Note (4) – Acquisitions: On August 1, 2025, the Company acquired ASN Laundry Group (“ASN”), a New York-based distributor of commercial laundry products and a provider of related technical installation and maintenance services. The consideration paid by the Company in connection with the acquisition consisted of $0.5 million in cash. In addition, the Company assumed $0.1 million of accrued liabilities of ASN in connection with the transaction. Fees and expenses related to the acquisition, consisting primarily of legal and other professional fees, were not material and are classified as selling, general and administrative expenses in the Company’s consolidated statement of operations for the quarter ended September 30, 2025. The acquisition was treated for accounting purposes as a purchase of ASN using the acquisition method of accounting in accordance with Accounting Standards Codification (“ASC”) 805, Business Combinations (“ASC 805”), pursuant to which the consideration paid by the Company was allocated to the acquired assets and assumed liabilities, in each case, based on their respective fair values as of the closing date, with the excess of the consideration transferred over the fair value of the net assets acquired being allocated to goodwill. The Company allocated $0.6 million to goodwill, which is expected to be amortized and deductible for tax purposes over 15 years. Goodwill is attributable primarily to the assembled workforce, as well as the expected benefits from the increased scale of the Company as a result of the acquisition. The financial position, including assets and liabilities, of ASN is included in the Company’s unaudited condensed consolidated balance sheet as of September 30, 2025 and the results of operations of ASN subsequent to the August 1, 2025 closing date are included in the Company’s unaudited condensed consolidated financial statements for the quarter ended September 30, 2025.

 

Fiscal 2025 Acquisitions

 

LPF Acquisition

On July 1, 2024, the Company acquired substantially all of the assets of Laundry Pro of Florida, Inc. (“LPF”), a Florida based distributor of commercial laundry products and a provider of related technical installation and maintenance services to the on-premise and vended laundry segments of the commercial laundry industry. The consideration paid by the Company in connection with the acquisition consisted of $5.9 million in cash. The Company funded the acquisition with borrowings under its credit facility. Fees and expenses related to the acquisition of LPF, consisting primarily of legal and other professional fees, were not material.

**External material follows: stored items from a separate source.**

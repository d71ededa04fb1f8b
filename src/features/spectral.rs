use aus::analysis;
use aus::analysis::mel::MelFilterbank;
use aus::spectrum;
use aus::WindowType;
use ndarray::Array2;

use super::statistics::{array_from_frames, power_to_db};
use crate::types::Waveform;

pub(crate) const N_FFT: usize = 2048;
pub(crate) const HOP_LENGTH: usize = 512;
pub(crate) const MEL_BANDS: usize = 128;
const MIN_FREQ: f64 = 0.0;

/// Frame-major (frames x bins) spectra of one waveform.
pub(crate) struct SpectrogramBundle {
    pub power: Array2<f32>,
    pub mel_db: Array2<f32>,
    pub freqs: Vec<f64>,
}

pub(crate) fn compute_spectrograms(waveform: &Waveform) -> SpectrogramBundle {
    let mut audio: Vec<f64> = waveform.samples.iter().map(|&s| s as f64).collect();
    if audio.len() < N_FFT {
        audio.resize(N_FFT, 0.0);
    }

    let stft = spectrum::rstft(&audio, N_FFT, HOP_LENGTH, WindowType::Hanning);
    let (magnitude, _) = spectrum::complex_to_polar_rstft(&stft);
    let power = analysis::make_power_spectrogram(&magnitude);

    let freqs = spectrum::rfftfreq(N_FFT, waveform.sample_rate);
    let filterbank = MelFilterbank::new(
        MIN_FREQ,
        waveform.sample_rate as f64 / 2.0,
        MEL_BANDS,
        &freqs,
        true,
    );
    let mel = analysis::mel::make_mel_spectrogram(&power, &filterbank);

    SpectrogramBundle {
        power: array_from_frames(&power),
        mel_db: power_to_db(&array_from_frames(&mel)),
        freqs,
    }
}
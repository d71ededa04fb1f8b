pub(crate) const FRAME_LENGTH: usize = 2048;
pub(crate) const HOP_LENGTH: usize = 512;

/// Mean root-mean-square energy across frames.
pub(crate) fn rms_mean(samples: &[f32]) -> f32 {
    mean_over_frames(samples, |frame, _| {
        let energy: f64 = frame.iter().map(|&s| (s as f64) * (s as f64)).sum();
        (energy / frame.len() as f64).sqrt()
    })
}

/// Mean fraction of sign changes per frame. Zero counts as positive.
/// Only pairs of real samples are compared, so the zero pad never crosses.
pub(crate) fn zero_crossing_mean(samples: &[f32]) -> f32 {
    mean_over_frames(samples, |frame, real| {
        let crossings = frame[..real]
            .windows(2)
            .filter(|pair| (pair[0] >= 0.0) != (pair[1] >= 0.0))
            .count();
        crossings as f64 / frame.len() as f64
    })
}

/// `per_frame` sees each padded frame and how many of its leading samples
/// are real.
fn mean_over_frames<F>(samples: &[f32], per_frame: F) -> f32
where
    F: Fn(&[f32], usize) -> f64,
{
    let padded = pad_to_whole_frames(samples);
    let count = frame_count(padded.len());
    let total: f64 = (0..count)
        .map(|i| {
            let start = i * HOP_LENGTH;
            let real = samples.len().saturating_sub(start).min(FRAME_LENGTH);
            per_frame(&padded[start..start + FRAME_LENGTH], real)
        })
        .sum();
    (total / count as f64) as f32
}

fn frame_count(len: usize) -> usize {
    1 + len.saturating_sub(FRAME_LENGTH) / HOP_LENGTH
}

fn pad_to_whole_frames(samples: &[f32]) -> Vec<f32> {
    let mut padded = samples.to_vec();
    if padded.len() <= FRAME_LENGTH {
        padded.resize(FRAME_LENGTH, 0.0);
        return padded;
    }
    let overhang = (padded.len() - FRAME_LENGTH) % HOP_LENGTH;
    if overhang != 0 {
        padded.resize(padded.len() + HOP_LENGTH - overhang, 0.0);
    }
    padded
}

#[cfg(test)]
mod tests {
    use super::*;

    #[test]
    fn constant_signal_has_no_crossings() {
        assert_eq!(zero_crossing_mean(&[0.0; 22_050]), 0.0);
        assert_eq!(zero_crossing_mean(&[0.3; 5_000]), 0.0);
    }

    #[test]
    fn negative_constant_does_not_cross_into_the_pad() {
        assert_eq!(zero_crossing_mean(&[-0.25; 22_050]), 0.0);
        assert_eq!(zero_crossing_mean(&[-0.25; 100]), 0.0);
    }

    #[test]
    fn crossings_in_a_partial_tail_frame_still_count() {
        let samples = [-0.5, 0.5, -0.5, 0.5];
        let zcr = zero_crossing_mean(&samples);
        assert!((zcr - 3.0 / FRAME_LENGTH as f32).abs() < 1e-9);
    }

    #[test]
    fn alternating_signal_crosses_every_sample() {
        let samples: Vec<f32> = (0..FRAME_LENGTH)
            .map(|i| if i % 2 == 0 { 0.5 } else { -0.5 })
            .collect();
        let zcr = zero_crossing_mean(&samples);
        let expected = (FRAME_LENGTH - 1) as f32 / FRAME_LENGTH as f32;
        assert!((zcr - expected).abs() < 1e-6);
    }

    #[test]
    fn rms_of_full_scale_constant() {
        let rms = rms_mean(&[0.5; FRAME_LENGTH * 2]);
        assert!((rms - 0.5).abs() < 1e-6);
    }

    #[test]
    fn padding_covers_the_tail() {
        let padded = pad_to_whole_frames(&[1.0; FRAME_LENGTH + 10]);
        assert_eq!(padded.len(), FRAME_LENGTH + HOP_LENGTH);
        assert_eq!(frame_count(padded.len()), 2);
    }
}
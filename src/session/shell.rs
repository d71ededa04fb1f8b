use std::io::{self, Write};
use std::path::PathBuf;
use std::sync::mpsc::{Receiver, RecvTimeoutError};
use std::time::Duration;

use tracing::debug;

use super::recorder::Recorder;
use super::worker::RecordingSession;
use super::{RecentPredictions, SessionState};
use crate::error::{EmotionError, Result};
use crate::types::Emotion;

pub const DEFAULT_POLL_INTERVAL: Duration = Duration::from_millis(100);

/// One line typed at the interactive prompt.
#[derive(Debug, Clone, PartialEq, Eq)]
pub enum ShellCommand {
    Record,
    Upload(PathBuf),
    Quit,
    Empty,
    Unknown(String),
}

impl ShellCommand {
    pub fn parse(line: &str) -> Self {
        let line = line.trim();
        let (command, argument) = line
            .split_once(' ')
            .map_or((line, ""), |(cmd, rest)| (cmd, rest.trim()));
        match (command, argument) {
            ("", _) => Self::Empty,
            ("q", "") => Self::Quit,
            ("r", "") => Self::Record,
            ("u", path) if !path.is_empty() => Self::Upload(PathBuf::from(path)),
            _ => Self::Unknown(line.to_string()),
        }
    }
}

/// Prompt loop over lines delivered by a reader thread. Recordings run on the
/// session's worker and are reported whenever a poll finds them finished, so
/// uploads and quitting stay responsive while the microphone is busy.
pub struct Shell<R, W> {
    session: RecordingSession<R>,
    state: SessionState,
    out: W,
    poll_interval: Duration,
}

impl<R: Recorder + Send + 'static, W: Write> Shell<R, W> {
    pub fn new(session: RecordingSession<R>, out: W) -> Self {
        Self {
            session,
            state: SessionState::new(),
            out,
            poll_interval: DEFAULT_POLL_INTERVAL,
        }
    }

    pub fn with_poll_interval(mut self, poll_interval: Duration) -> Self {
        self.poll_interval = poll_interval;
        self
    }

    /// Run until `q` or until the line source closes. A recording still in
    /// flight when input ends is waited for so its label is not lost.
    pub fn run(mut self, lines: Receiver<io::Result<String>>) -> Result<SessionState> {
        writeln!(
            self.out,
            "Commands: r = record, u <path> = classify a file, q = quit"
        )?;
        self.prompt()?;
        loop {
            match lines.recv_timeout(self.poll_interval) {
                Ok(line) => {
                    if !self.dispatch(ShellCommand::parse(&line?))? {
                        break;
                    }
                    self.prompt()?;
                }
                Err(RecvTimeoutError::Timeout) => {}
                Err(RecvTimeoutError::Disconnected) => {
                    if let Some(outcome) = self.state.wait() {
                        self.report(outcome)?;
                    }
                    break;
                }
            }
            if let Some(outcome) = self.state.poll() {
                writeln!(self.out)?;
                self.report(outcome)?;
                self.prompt()?;
            }
        }
        Ok(self.state)
    }

    /// Returns `false` when the loop should stop.
    fn dispatch(&mut self, command: ShellCommand) -> Result<bool> {
        debug!(?command, "interactive command");
        match command {
            ShellCommand::Quit => return Ok(false),
            ShellCommand::Empty => {}
            ShellCommand::Record => match self.state.begin(&self.session) {
                Ok(()) => writeln!(
                    self.out,
                    "Recording for {:.1} seconds...",
                    self.session.options().duration.as_secs_f64()
                )?,
                Err(EmotionError::Busy) => {
                    writeln!(self.out, "A recording is already in progress")?
                }
                Err(err) => writeln!(self.out, "Could not start recording: {}", err)?,
            },
            ShellCommand::Upload(path) => match self.session.predictor().predict_file(&path) {
                Ok(label) => {
                    self.state.accept(label);
                    self.report(Ok(label))?;
                }
                Err(err) => writeln!(self.out, "Could not classify {}: {}", path.display(), err)?,
            },
            ShellCommand::Unknown(line) => writeln!(self.out, "Unknown command: {}", line)?,
        }
        Ok(true)
    }

    fn report(&mut self, outcome: Result<Emotion>) -> Result<()> {
        match outcome {
            Ok(label) => writeln!(self.out, "Detected emotion: {}", label)?,
            Err(err) => writeln!(self.out, "Error: {}", err)?,
        }
        write_history(&mut self.out, self.state.recent())?;
        Ok(())
    }

    fn prompt(&mut self) -> Result<()> {
        write!(self.out, "> ")?;
        self.out.flush()?;
        Ok(())
    }
}

/// Recent labels, oldest first, followed by how often each occurs.
pub fn write_history<W: Write>(out: &mut W, recent: &RecentPredictions) -> io::Result<()> {
    if recent.is_empty() {
        return Ok(());
    }
    let labels: Vec<String> = recent.iter().map(ToString::to_string).collect();
    writeln!(out, "Recent: {}", labels.join(", "))?;
    let tally: Vec<String> = recent
        .tally()
        .iter()
        .map(|(label, count)| format!("{} x{}", label, count))
        .collect();
    writeln!(out, "Tally:  {}", tally.join(", "))
}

The acquisition of LPF was treated for accounting purposes as a purchase of LPF using the acquisition method of accounting in accordance with ASC 805, pursuant to which the consideration paid by the Company was allocated to the acquired assets and assumed liabilities, in each case, based on their respective fair values as of the closing date, with the excess of the consideration transferred over the fair value of the net assets acquired being allocated to goodwill. The computation of the purchase price consideration and the allocation of the consideration to the net assets acquired are presented in the following table (in thousands):

Allocation of purchase price consideration:    
Inventories  $1,672 
Other assets   145 
Equipment and improvements   380 
Intangible assets   1,470 
Accounts payable and accrued expenses   (16)
Customer deposits   (156)
Total identifiable net assets   3,495 
Goodwill   2,390 
Total  $5,885 

 

Intangible assets consist of $550,000 allocated to the Laundry Pro of Florida trade name and $920,000 allocated to customer-related intangible assets. The Laundry Pro of Florida trade name is indefinite-lived and therefore not subject to amortization. The Laundry Pro of Florida trade name is evaluated for impairment annually, or more frequently if an event occurs or circumstances change that indicate that it may be impaired, by comparing its fair value to its carrying amount to determine if a write-down to fair value is required. Customer-related intangible assets are being amortized over 10 years.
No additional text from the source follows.